FERNANDO GOMES (FG) > Solução havia, viável é que talvez não. Havia vontades, mas as pessoas que quisessem dar o passo em frente estavam reticentes derivado à conjuntura atual. Grande parte devido ao crescimento do Chega e depois pelo facto de ser a terceira candidatura do presidente da Câmara do PSD. A conjuntura não era a mais favorável. Quem se candidataria teria de ser alguém que tivesse plena vontade e consciência das dificuldades que iria enfrentar. E, por norma, as pessoas dão o passo em frente quando têm consciência que tem grandes possibilidades de ganhar. Havia pessoas que poderiam ser fortes candidatos, mas provavelmente nestas condições não seriam as mais indicadas. E, por isso, foi-me feita uma proposta, que foi aprovada por unanimidade pelos militantes. Viram em mim uma capacidade diferenciada. Fico contente por darem oportunidade a alguém que vem com vontade. E além da capacidade, vem para fazer a diferença. A minha candidatura não é contra ninguém, é uma candidatura de alguém que julga que consegue fazer melhor. Viemos para fazer a diferença. Não estou agarrado ao passado porque não pertenço ao passado. Venho por um futuro mais jovem e mais digno e com vontade de fazer.
RC > O que o motivou a dar a cara pelo partido nas próximas eleições autárquicas?
FG > É um dever cívico de quem pensa que tem capacidades de fazer melhor do que está a ser feito. O negócio nasceu para todos, mas nem todos nasceram para o negócio. Não podemos julgar ninguém por não ter capacidades, mas quem tem capacidades tem obrigação de zelar pelos interesses da comunidade.

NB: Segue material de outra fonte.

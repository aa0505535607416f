use std::collections::HashMap;

use hereiam_application::GithubStats;
use hereiam_domain::{NowPlaying, RecommendedTrack};
use serde::{Deserialize, Serialize};

#[derive(Serialize)]
pub struct HealthResponse {
    pub status: &'static str,
}

#[derive(Serialize)]
pub struct ContactSuccessResponse {
    pub success: bool,
    pub message: &'static str,
}

/// Refresh request body. The field name follows the frontend's camelCase
/// convention; the HttpOnly refresh cookie is the usual source instead.
#[derive(Debug, Default, Deserialize)]
pub struct RefreshRequest {
    #[serde(rename = "refreshToken")]
    pub refresh_token: Option<String>,
}

#[derive(Serialize)]
pub struct RefreshResponse {
    pub access_token: String,
    pub expires_in: u64,
}

#[derive(Serialize)]
pub struct TrackResponse {
    pub id: String,
    pub title: String,
    pub artists: String,
    #[serde(skip_serializing_if = "Option::is_none")]
    pub album_art_url: Option<String>,
    pub duration_seconds: u64,
    pub progress_seconds: u64,
    pub spotify_url: String,
}

#[derive(Serialize)]
pub struct NowPlayingResponse {
    pub playing: bool,
    #[serde(skip_serializing_if = "Option::is_none")]
    pub track: Option<TrackResponse>,
}

impl From<Option<NowPlaying>> for NowPlayingResponse {
    fn from(playback: Option<NowPlaying>) -> Self {
        match playback {
            Some(playback) => Self {
                playing: playback.is_playing,
                track: Some(TrackResponse {
                    id: playback.track_id,
                    title: playback.title,
                    artists: playback.artists,
                    album_art_url: playback.album_art_url,
                    duration_seconds: playback.duration_seconds,
                    progress_seconds: playback.progress_seconds,
                    spotify_url: playback.spotify_url,
                }),
            },
            None => Self {
                playing: false,
                track: None,
            },
        }
    }
}

#[derive(Serialize)]
pub struct RecommendedTrackResponse {
    pub id: String,
    pub title: String,
    pub artists: String,
    #[serde(skip_serializing_if = "Option::is_none")]
    pub album_art_url: Option<String>,
    #[serde(skip_serializing_if = "Option::is_none")]
    pub preview_url: Option<String>,
    pub spotify_url: String,
}

#[derive(Serialize)]
pub struct RecommendationsResponse {
    pub tracks: Vec<RecommendedTrackResponse>,
}

impl From<Vec<RecommendedTrack>> for RecommendationsResponse {
    fn from(tracks: Vec<RecommendedTrack>) -> Self {
        Self {
            tracks: tracks
                .into_iter()
                .map(|track| RecommendedTrackResponse {
                    id: track.track_id,
                    title: track.title,
                    artists: track.artists,
                    album_art_url: track.album_art_url,
                    preview_url: track.preview_url,
                    spotify_url: track.spotify_url,
                })
                .collect(),
        }
    }
}

#[derive(Serialize)]
pub struct GithubStatsResponse {
    pub repos: u64,
    pub followers: u64,
    pub stars: u64,
    pub contributions: u64,
}

impl From<GithubStats> for GithubStatsResponse {
    fn from(stats: GithubStats) -> Self {
        Self {
            repos: stats.repos,
            followers: stats.followers,
            stars: stats.stars,
            contributions: stats.contributions,
        }
    }
}

#[derive(Serialize)]
pub struct LocaleDictionaryResponse {
    pub locale: String,
    pub messages: HashMap<&'static str, &'static str>,
}

#[derive(Serialize)]
pub struct ExperienceEntryResponse {
    pub company: &'static str,
    pub role: &'static str,
    /// ISO date of the first day.
    pub start: String,
    /// ISO date of the last day; absent while the position is held.
    #[serde(skip_serializing_if = "Option::is_none")]
    pub end: Option<String>,
    /// Elapsed tenure rendered in the requested locale.
    pub tenure: String,
}

#[derive(Serialize)]
pub struct ExperienceResponse {
    pub locale: String,
    pub entries: Vec<ExperienceEntryResponse>,
}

Julgo que tenho essa capacidade. Já o demonstrei através dos meus negócios e pela forma de estar na vida.
RC > É a sua primeira experiência na política. Considera isso uma desvantagem?

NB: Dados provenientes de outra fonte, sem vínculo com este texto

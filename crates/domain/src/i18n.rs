//! Locales and the message dictionary.
//!
//! The site is bilingual; every user-facing string is looked up by locale and
//! message id from a table built once at startup. There is no dynamic
//! behavior: the dictionaries are compiled in.

use std::collections::HashMap;
use std::fmt::{Display, Formatter};
use std::str::FromStr;

use hereiam_core::AppError;
use serde::{Deserialize, Serialize};

/// Supported site locales.
#[derive(Debug, Clone, Copy, PartialEq, Eq, Hash, Serialize, Deserialize)]
#[serde(rename_all = "lowercase")]
pub enum Locale {
    /// English.
    En,
    /// Spanish.
    Es,
}

impl Locale {
    /// Lowercase language tag.
    #[must_use]
    pub fn as_str(self) -> &'static str {
        match self {
            Self::En => "en",
            Self::Es => "es",
        }
    }
}

impl Display for Locale {
    fn fmt(&self, formatter: &mut Formatter<'_>) -> std::fmt::Result {
        formatter.write_str(self.as_str())
    }
}

impl FromStr for Locale {
    type Err = AppError;

    fn from_str(value: &str) -> Result<Self, Self::Err> {
        match value {
            "en" => Ok(Self::En),
            "es" => Ok(Self::Es),
            other => Err(AppError::MalformedRequest(format!(
                "unsupported locale '{other}'"
            ))),
        }
    }
}

/// Message table keyed by locale and message id.
#[derive(Debug, Clone)]
pub struct Translations {
    messages: HashMap<(Locale, &'static str), &'static str>,
}

impl Translations {
    /// Builds the compiled-in dictionary.
    #[must_use]
    pub fn built_in() -> Self {
        let mut messages = HashMap::new();

        for (id, en, es) in MESSAGES {
            messages.insert((Locale::En, *id), *en);
            messages.insert((Locale::Es, *id), *es);
        }

        Self { messages }
    }

    /// Looks up one message; `None` when the id is unknown.
    #[must_use]
    pub fn get(&self, locale: Locale, id: &str) -> Option<&'static str> {
        self.messages.get(&(locale, id)).copied()
    }

    /// All messages for one locale, for handing the whole dictionary to a
    /// client in a single response.
    #[must_use]
    pub fn for_locale(&self, locale: Locale) -> HashMap<&'static str, &'static str> {
        self.messages
            .iter()
            .filter_map(|((entry_locale, id), message)| {
                (*entry_locale == locale).then_some((*id, *message))
            })
            .collect()
    }
}

impl Default for Translations {
    fn default() -> Self {
        Self::built_in()
    }
}

/// `(id, english, spanish)` triples, taken from the site components.
const MESSAGES: &[(&str, &str, &str)] = &[
    ("contact.title", "Get in Touch", "Ponte en Contacto"),
    (
        "contact.description",
        "Have a project in mind or want to chat? Feel free to reach out!",
        "¿Tienes un proyecto en mente o quieres charlar? ¡No dudes en contactarme!",
    ),
    ("contact.name_label", "Name", "Nombre"),
    ("contact.email_label", "Email", "Correo Electrónico"),
    ("contact.message_label", "Message", "Mensaje"),
    ("contact.submit", "Send Message", "Enviar Mensaje"),
    ("contact.submitting", "Sending...", "Enviando..."),
    (
        "contact.success",
        "Thanks for your message! I'll get back to you soon.",
        "¡Gracias por tu mensaje! Te responderé pronto.",
    ),
    (
        "contact.error",
        "There was an error sending your message. Please try again.",
        "Hubo un error al enviar tu mensaje. Por favor, inténtalo de nuevo.",
    ),
    ("contact.info", "Contact Information", "Información de Contacto"),
    ("contact.location", "Madrid, Spain", "Madrid, España"),
    ("contact.follow_me", "Follow Me", "Sígueme"),
    ("contact.send_another", "Send Another Message", "Enviar Otro Mensaje"),
    ("github.title", "GitHub Activity", "Actividad de GitHub"),
    ("github.repos", "Repositories", "Repositorios"),
    ("github.followers", "Followers", "Seguidores"),
    ("github.contributions", "Contributions", "Contribuciones"),
    ("github.stars", "Stars", "Estrellas"),
    ("github.view_profile", "View GitHub Profile", "Ver Perfil de GitHub"),
    (
        "github.loading",
        "Loading GitHub data...",
        "Cargando datos de GitHub...",
    ),
    (
        "github.error",
        "Failed to load GitHub data",
        "Error al cargar datos de GitHub",
    ),
    ("spotify.title", "Now Playing", "Escuchando Ahora"),
    ("spotify.not_playing", "Not playing", "Sin reproducir"),
    (
        "spotify.recommendations",
        "Recommended Tracks",
        "Canciones Recomendadas",
    ),
    ("spotify.play", "Play", "Reproducir"),
    ("spotify.pause", "Pause", "Pausar"),
    ("spotify.connect", "Connect Spotify", "Conectar Spotify"),
];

FG > É uma vantagem porque vou entrar num mundo novo, onde não tenho influências externas. Sou alguém que conquistou o seu espaço através de uma postura, uma forma de estar, com provas dadas. Vou tentar incutir isto na câmara, mas sem rodeios à minha volta. Não sou filho do sistema, como se costuma dizer.
RC > Que mais-valias acredita que a sua experiência empresarial traz à liderança de uma autarquia? Está preparado para lidar com essas diferenças?

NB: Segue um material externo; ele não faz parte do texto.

//! GitHub activity aggregation for the portfolio widget.

use std::sync::Arc;

use async_trait::async_trait;

use hereiam_core::AppResult;

/// Profile counters from the user endpoint.
#[derive(Debug, Clone, PartialEq, Eq)]
pub struct GithubUser {
    /// Public repository count.
    pub public_repos: u64,
    /// Follower count.
    pub followers: u64,
}

/// Aggregated activity shown on the site.
#[derive(Debug, Clone, PartialEq, Eq)]
pub struct GithubStats {
    /// Public repository count.
    pub repos: u64,
    /// Follower count.
    pub followers: u64,
    /// Stargazers summed over the user's repositories.
    pub stars: u64,
    /// Push events in the recent public event feed, a rough contribution
    /// signal rather than an exact count.
    pub contributions: u64,
}

/// Port for the code-hosting API.
#[async_trait]
pub trait GithubClient: Send + Sync {
    /// Fetches the user's profile counters.
    async fn fetch_user(&self, username: &str) -> AppResult<GithubUser>;

    /// Sums stargazers over the user's repositories.
    async fn fetch_total_stars(&self, username: &str) -> AppResult<u64>;

    /// Counts push events in the user's recent public events.
    async fn fetch_push_event_count(&self, username: &str) -> AppResult<u64>;
}

/// Application service aggregating the widget's numbers.
#[derive(Clone)]
pub struct GithubStatsService {
    client: Arc<dyn GithubClient>,
    username: String,
}

impl GithubStatsService {
    /// Creates the service for the configured profile.
    #[must_use]
    pub fn new(client: Arc<dyn GithubClient>, username: impl Into<String>) -> Self {
        Self {
            client,
            username: username.into(),
        }
    }

    /// Collects the stats for the configured username.
    pub async fn stats(&self) -> AppResult<GithubStats> {
        let user = self.client.fetch_user(&self.username).await?;
        let stars = self.client.fetch_total_stars(&self.username).await?;
        let contributions = self.client.fetch_push_event_count(&self.username).await?;

        Ok(GithubStats {
            repos: user.public_repos,
            followers: user.followers,
            stars,
            contributions,
        })
    }
}
//! Shared primitives for all Rust crates in the HereIAm backend.

#![forbid(unsafe_code)]

use serde::{Deserialize, Serialize};
use thiserror::Error;

/// Result type used across HereIAm crates.
pub type AppResult<T> = Result<T, AppError>;

/// A single violated input constraint, keyed by the offending field.
#[derive(Debug, Clone, PartialEq, Eq, Serialize, Deserialize)]
pub struct FieldViolation {
    /// Name of the field that failed validation.
    pub field: String,
    /// Human-readable description of the violated constraint.
    pub message: String,
}

impl FieldViolation {
    /// Creates a violation for one field.
    #[must_use]
    pub fn new(field: impl Into<String>, message: impl Into<String>) -> Self {
        Self {
            field: field.into(),
            message: message.into(),
        }
    }
}

/// Common application error categories.
///
/// Every failure a request handler can produce maps to exactly one variant,
/// and the API layer maps each variant to a distinct HTTP status.
#[derive(Debug, Error)]
pub enum AppError {
    /// Client input violated one or more field constraints.
    #[error("validation failed: {}", format_violations(.0))]
    Validation(Vec<FieldViolation>),

    /// A required request parameter is missing or unreadable.
    #[error("malformed request: {0}")]
    MalformedRequest(String),

    /// A refresh was requested without presenting a refresh token.
    #[error("refresh token is required")]
    MissingRefreshToken,

    /// Caller lacks the credential the operation requires.
    #[error("unauthorized: {0}")]
    Unauthorized(String),

    /// Caller exceeded the request budget for the current window.
    #[error("too many requests, retry after {retry_after_seconds} seconds")]
    RateLimited {
        /// Seconds remaining until the caller's window resets.
        retry_after_seconds: u64,
    },

    /// A deployment-level setting the operation depends on is absent.
    #[error("configuration missing: {0}")]
    ConfigurationMissing(String),

    /// The outbound email call failed or was rejected.
    #[error("email delivery failed: {0}")]
    DeliveryFailed(String),

    /// The provider rejected the authorization-code exchange.
    #[error("authorization code exchange failed with provider status {status:?}")]
    AuthExchangeFailed {
        /// HTTP status reported by the provider, if the call got that far.
        status: Option<u16>,
    },

    /// The provider rejected the refresh-token grant.
    #[error("token refresh failed with provider status {status}")]
    RefreshFailed {
        /// HTTP status reported by the provider.
        status: u16,
    },

    /// An upstream collaborator other than the token endpoint failed.
    #[error("upstream call failed ({context}): status {status}")]
    UpstreamFailed {
        /// HTTP status reported upstream.
        status: u16,
        /// Which collaborator failed.
        context: String,
    },

    /// Internal unexpected error.
    #[error("internal error: {0}")]
    Internal(String),
}

impl AppError {
    /// Creates a validation error for a single field.
    #[must_use]
    pub fn validation(field: impl Into<String>, message: impl Into<String>) -> Self {
        Self::Validation(vec![FieldViolation::new(field, message)])
    }
}

fn format_violations(violations: &[FieldViolation]) -> String {
    violations
        .iter()
        .map(|violation| format!("{}: {}", violation.field, violation.message))
        .collect::<Vec<_>>()
        .join("; ")
}
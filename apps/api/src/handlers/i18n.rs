use std::str::FromStr;

use axum::Json;
use axum::extract::{Path, State};
use hereiam_domain::Locale;

use crate::dto::LocaleDictionaryResponse;
use crate::error::ApiResult;
use crate::state::AppState;

pub async fn locale_dictionary_handler(
    State(state): State<AppState>,
    Path(locale): Path<String>,
) -> ApiResult<Json<LocaleDictionaryResponse>> {
    let locale = Locale::from_str(&locale)?;

    Ok(Json(LocaleDictionaryResponse {
        locale: locale.to_string(),
        messages: state.translations.for_locale(locale),
    }))
}
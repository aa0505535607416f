//! Redis-backed rate limit repository.
//!
//! INCR plus TTL in one script keeps check-and-increment atomic across
//! server instances; keys expire on their own, so there is nothing to clean
//! up.

use async_trait::async_trait;
use chrono::{TimeZone, Utc};
use hereiam_application::{AttemptInfo, RateLimitRepository};
use hereiam_core::{AppError, AppResult};
use redis::Script;

const RECORD_ATTEMPT_SCRIPT: &str = r#"
local key = KEYS[1]
local window = tonumber(ARGV[1])
local now_epoch = tonumber(ARGV[2])

local count = redis.call('INCR', key)
local ttl = redis.call('TTL', key)

if ttl < 0 then
  redis.call('EXPIRE', key, window)
  ttl = window
end

local window_started = now_epoch - (window - ttl)
return {count, window_started}
"#;

/// Redis implementation of the rate limit repository port.
#[derive(Clone)]
pub struct RedisRateLimitRepository {
    client: redis::Client,
    key_prefix: String,
}

impl RedisRateLimitRepository {
    /// Creates a repository with a configured redis client and key prefix.
    #[must_use]
    pub fn new(client: redis::Client, key_prefix: impl Into<String>) -> Self {
        Self {
            client,
            key_prefix: key_prefix.into(),
        }
    }

    fn key_for(&self, key: &str) -> String {
        format!("{}:{key}", self.key_prefix)
    }
}

#[async_trait]
impl RateLimitRepository for RedisRateLimitRepository {
    async fn record_attempt(
        &self,
        key: &str,
        window_duration_seconds: i64,
    ) -> AppResult<AttemptInfo> {
        if window_duration_seconds <= 0 {
            return Err(AppError::Internal(
                "rate limit window must be greater than zero".to_owned(),
            ));
        }

        let redis_key = self.key_for(key);
        let now = Utc::now();

        let mut connection = self
            .client
            .get_multiplexed_async_connection()
            .await
            .map_err(|error| AppError::Internal(format!("failed to connect to redis: {error}")))?;

        let script = Script::new(RECORD_ATTEMPT_SCRIPT);
        let (attempt_count, window_started_epoch): (i64, i64) = script
            .key(redis_key)
            .arg(window_duration_seconds)
            .arg(now.timestamp())
            .invoke_async(&mut connection)
            .await
            .map_err(|error| {
                AppError::Internal(format!("failed to record rate limit attempt: {error}"))
            })?;

        let attempt_count = i32::try_from(attempt_count)
            .map_err(|error| AppError::Internal(format!("invalid attempt count: {error}")))?;
        let window_started_at = Utc
            .timestamp_opt(window_started_epoch, 0)
            .single()
            .ok_or_else(|| {
                AppError::Internal(format!(
                    "invalid window start timestamp: {window_started_epoch}"
                ))
            })?;

        Ok(AttemptInfo {
            attempt_count,
            window_started_at,
        })
    }
}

FG > Não só como empresário, mas também como filho do mundo. Nasci no Canadá. Os meus avós emigraram para o Canadá nos anos 60. A minha mulher é holandesa. Tenho trabalhado, com empresas minhas, pelo mundo inteiro. Consegui ver o quão atrasados estamos e o quanto posso aproveitar da minha experiência no estrangeiro. Em Portugal, estamos muito focados no imediato. Não há estratégia futura. Quem está a comandar a câmara, não sei se por incapacidade ou por falta de conhecimento, gere no imediato. Tudo o que é apresentado ao povo é para encher o olho. Nada é planeado para o futuro. Os projetos demoram 15, 20 anos, 25 anos a dar frutos. Quem apresentar um projeto de 20 anos pode ficar em desvantagem. Mas, por tanto quererem ver o imediato há esta falta de planificação e estratégia. Não só me sinto preparado, como tenho gente que me rodeia com capacidade de fazer a diferença. As pessoas podem gerir, mas o que interessa ter alguém a administrar a saúde se não é médico? É o que acontece hoje na Câmara de Porto de Mós. Pessoas que estão a liderar, com muita vontade, digo eu, mas sem conhecimento de causa. A culpa não é delas, é de quem não arranjou pessoas à altura. Sinto-me preparado porque fui empresário em ramos totalmente diversificados. Fui empresário no Algarve na restauração e bebida, sei muito bem o que é o turismo, que é completamente desaproveitado no concelho. A minha mulher é médica, oncologista, e todos os dias me fala das reais necessidades com que se depara. Temos de colocar as pessoas nos lugares certos. O PSD de Porto de Mós, através do não planeamento da saúde, arranjou uma solução, quase dando apoio à IL, na qual os munícipes têm acesso a médicos através de um plano privado de saúde. Ou seja, não organizamos nada, não planeamos nada, mas empurrámos com os problemas para a frente. Fazemos um plano privado, os munícipes têm de pagar 25 euros para ter direito a um médico e a câmara contribui com o resto. Isto não é arranjar soluções. O estado social nem deveria permitir isto.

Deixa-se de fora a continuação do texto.